Rein tanpa sabar membunyikan bel rumah pria itu. Berharap Darwin belum tidur.
"Cepatlah!" Rein menekan bel rumah berulang kali.
Darwin membuka pintu dan melihat Rein yang panik.
"Rein ada apa?" tanya Darwin.
"Darwin tolong! Mama aku!" ucap Rein.
"Mama kamu? Ada apa?" tanya Darwin. Belum juga menjawabnya, Rein segera menarik lengan Darwin untuk ke rumah gadis itu.
Dia membawa Darwin ke depan pintu kamar sang mama.

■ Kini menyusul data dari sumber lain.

use async_trait::async_trait;
use chrono::{DateTime, Utc};
use common::{AddressId, Money, MoneyError, OrderId, ProductId, UserId};
use serde::{Deserialize, Serialize};

use crate::{OrderStatus, Result};

/// One line of an order: a product, a quantity and the unit price at order time.
///
/// Lines are written together with their order and never updated.
#[derive(Debug, Clone, PartialEq, Eq, Serialize, Deserialize)]
pub struct OrderLine {
    pub product_id: ProductId,
    pub quantity: u32,
    pub price_at_time: Money,
}

impl OrderLine {
    pub fn new(product_id: ProductId, quantity: u32, price_at_time: Money) -> Self {
        Self {
            product_id,
            quantity,
            price_at_time,
        }
    }

    /// Returns `price_at_time * quantity`.
    pub fn line_total(&self) -> std::result::Result<Money, MoneyError> {
        self.price_at_time.checked_mul(self.quantity)
    }
}

/// A persisted order with its lines in the order they were requested.
#[derive(Debug, Clone, PartialEq, Eq, Serialize, Deserialize)]
pub struct Order {
    pub id: OrderId,
    pub user_id: UserId,
    pub address_id: AddressId,
    pub status: OrderStatus,
    pub total_amount: Money,
    pub created_at: DateTime<Utc>,
    pub lines: Vec<OrderLine>,
}

impl Order {
    /// Returns the number of lines.
    pub fn item_count(&self) -> usize {
        self.lines.len()
    }

    /// Returns the line for a product, if present.
    pub fn line(&self, product_id: ProductId) -> Option<&OrderLine> {
        self.lines.iter().find(|l| l.product_id == product_id)
    }
}

/// An order ready to be written.
///
/// `total_amount` is stored as given; it is computed once by the caller.
#[derive(Debug, Clone, PartialEq, Eq)]
pub struct NewOrder {
    pub user_id: UserId,
    pub address_id: AddressId,
    pub lines: Vec<OrderLine>,
    pub total_amount: Money,
}

impl NewOrder {
    /// Builds an order whose total is the sum of its line totals.
    pub fn priced(
        user_id: UserId,
        address_id: AddressId,
        lines: Vec<OrderLine>,
    ) -> std::result::Result<Self, MoneyError> {
        let line_totals = lines
            .iter()
            .map(OrderLine::line_total)
            .collect::<std::result::Result<Vec<_>, _>>()?;
        Ok(Self {
            user_id,
            address_id,
            total_amount: Money::checked_sum(line_totals)?,
            lines,
        })
    }
}

/// Durable order headers and their line items.
///
/// All implementations must be thread-safe (Send + Sync).
#[async_trait]
pub trait OrderStore: Send + Sync {
    /// Writes the order header and all of its lines as one atomic unit,
    /// with status `pending`.
    ///
    /// Either the whole order becomes visible or none of it does. An empty
    /// line list is accepted.
    async fn create_order(&self, order: NewOrder) -> Result<Order>;

    /// Loads an order with its lines. Returns None if it does not exist.
    async fn get_order(&self, id: OrderId) -> Result<Option<Order>>;

    /// Lists all orders placed by a user, oldest first.
    async fn list_orders_for_user(&self, user_id: UserId) -> Result<Vec<Order>>;

    /// Overwrites the status and returns the updated order.
    ///
    /// Fails with `OrderNotFound` if the order does not exist.
    async fn update_status(&self, id: OrderId, status: OrderStatus) -> Result<Order>;

    /// Deletes an order together with its lines.
    ///
    /// Fails with `OrderNotFound` if the order does not exist.
    async fn delete_order(&self, id: OrderId) -> Result<()>;
}

#[cfg(test)]
mod tests {
    use super::*;

    #[test]
    fn line_total_multiplies_snapshot_price() {
        let line = OrderLine::new(ProductId::new(), 3, Money::from_cents(1999));
        assert_eq!(line.line_total().unwrap(), Money::from_cents(5997));
    }

    #[test]
    fn line_total_overflow_is_an_error() {
        let price =
            Money::new(rust_decimal::Decimal::from_i128_with_scale(5 * 10i128.pow(26), 0)).unwrap();
        let line = OrderLine::new(ProductId::new(), 2, price);
        assert_eq!(line.line_total(), Err(MoneyError::Overflow));
        assert!(NewOrder::priced(UserId::new(), AddressId::new(), vec![line]).is_err());
    }

    #[test]
    fn priced_order_sums_lines() {
        let order = NewOrder::priced(
            UserId::new(),
            AddressId::new(),
            vec![
                OrderLine::new(ProductId::new(), 2, Money::from_cents(1000)),
                OrderLine::new(ProductId::new(), 1, Money::from_cents(550)),
            ],
        )
        .unwrap();
        assert_eq!(order.total_amount, Money::from_cents(2550));
    }

    #[test]
    fn priced_empty_order_is_zero() {
        let order = NewOrder::priced(UserId::new(), AddressId::new(), vec![]).unwrap();
        assert!(order.total_amount.is_zero());
    }
}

"Mama di dalam, dia tidak membuka pintunya. Aku takut mama kenapa-kenapa," Rein tak kuasa menaham air matanya lagi. Rasanya begitu ketakutan.
"Baiklah, aku akan mendobraknya! Kamu minggir dulu Rein," ucap Darwin bersiap mendobrak pintu kamar Nadia.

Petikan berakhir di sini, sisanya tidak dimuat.